Ein Schauer läuft mir über den Rücken und mein Atem stockt.
Das Gefühl von Schuld und Scham kehrt zurück und setzt sich tief in der Kehle fest. Ich spüre, wie mein Puls rast und ich bin froh, dass Natalie es nicht einmal bemerkt. Die Leute beginnen, die Straße zu verlassen und kommen zurück, um mehr Getränke zu bestellen. Jede Sekunde wird der Tresen voller. Die Stimmen übertönen meine Gedanken. So kann ich zumindest nicht auf die Stimme in meinem Kopf hören, die mich in den letzten vierundzwanzig Stunden für jede meiner Bewegungen verurteilt hat.
Die Zeit war so richtig. Mir liegt Tim am Herzen und ich will ihn nicht verletzen. Ich weiß, dass ich ihm das nicht antun kann.
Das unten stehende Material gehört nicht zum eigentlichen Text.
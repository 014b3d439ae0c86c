use thiserror::Error;

use crate::{
    db_types::{PaymentStatus, RequestId},
    traits::{PaymentStoreError, ProviderError},
};

#[derive(Debug, Clone, Error)]
pub enum PaymentLifecycleError {
    #[error("A payment with request id {0} already exists")]
    DuplicateRequest(RequestId),
    /// The provider rejected the request. Permanent: retrying with the same input will fail again.
    #[error("The payment request is invalid. {0}")]
    InvalidPaymentRequest(String),
    /// The provider could not be reached. Transient: the client may retry with the same request id.
    #[error("The payment provider is temporarily unavailable. {0}")]
    ProviderUnavailable(String),
    #[error("No payment found with request id {0}")]
    PaymentNotFound(RequestId),
    #[error("Payment {0} is already {1} and cannot be modified")]
    AlreadyFinalized(RequestId, PaymentStatus),
    /// The store could not be reached or the write failed. Transient.
    #[error("The payment store is unavailable. {0}")]
    StoreError(String),
}

impl From<PaymentStoreError> for PaymentLifecycleError {
    fn from(e: PaymentStoreError) -> Self {
        match e {
            PaymentStoreError::DuplicateRequest(id) => PaymentLifecycleError::DuplicateRequest(id),
            PaymentStoreError::DatabaseError(msg) => PaymentLifecycleError::StoreError(msg),
        }
    }
}

impl From<ProviderError> for PaymentLifecycleError {
    fn from(e: ProviderError) -> Self {
        match e {
            ProviderError::Rejected(msg) => PaymentLifecycleError::InvalidPaymentRequest(msg),
            ProviderError::Unavailable(msg) => PaymentLifecycleError::ProviderUnavailable(msg),
        }
    }
}

impl PaymentLifecycleError {
    /// Whether retrying the same call later can succeed. The distinction is preserved all the way to clients so
    /// they know whether re-submitting the same request id is meaningful.
    pub fn is_transient(&self) -> bool {
        matches!(self, PaymentLifecycleError::ProviderUnavailable(_) | PaymentLifecycleError::StoreError(_))
    }
}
Aber ich habe nicht den Mut zu antworten. Ich spüre, wie meine Hände unter dem Telefon zittern. Ich wollte ihm sagen, dass ich ihn liebe und dass wir es noch einmal versuchen können. Ich kann einfach nicht. Ich habe viel von ihm verloren. Die letzten paar Monate waren von vielen Konflikten und Eifersucht geprägt gewesen. Da wurde mir klar, dass wir nicht das Richtige taten. Manchmal denke ich, dass die Liebe, von der er sagt, dass er sie für mich empfindet, ihn blind macht. Oder es erlaubt Ihnen nur, das Extrem von Situationen zu sehen.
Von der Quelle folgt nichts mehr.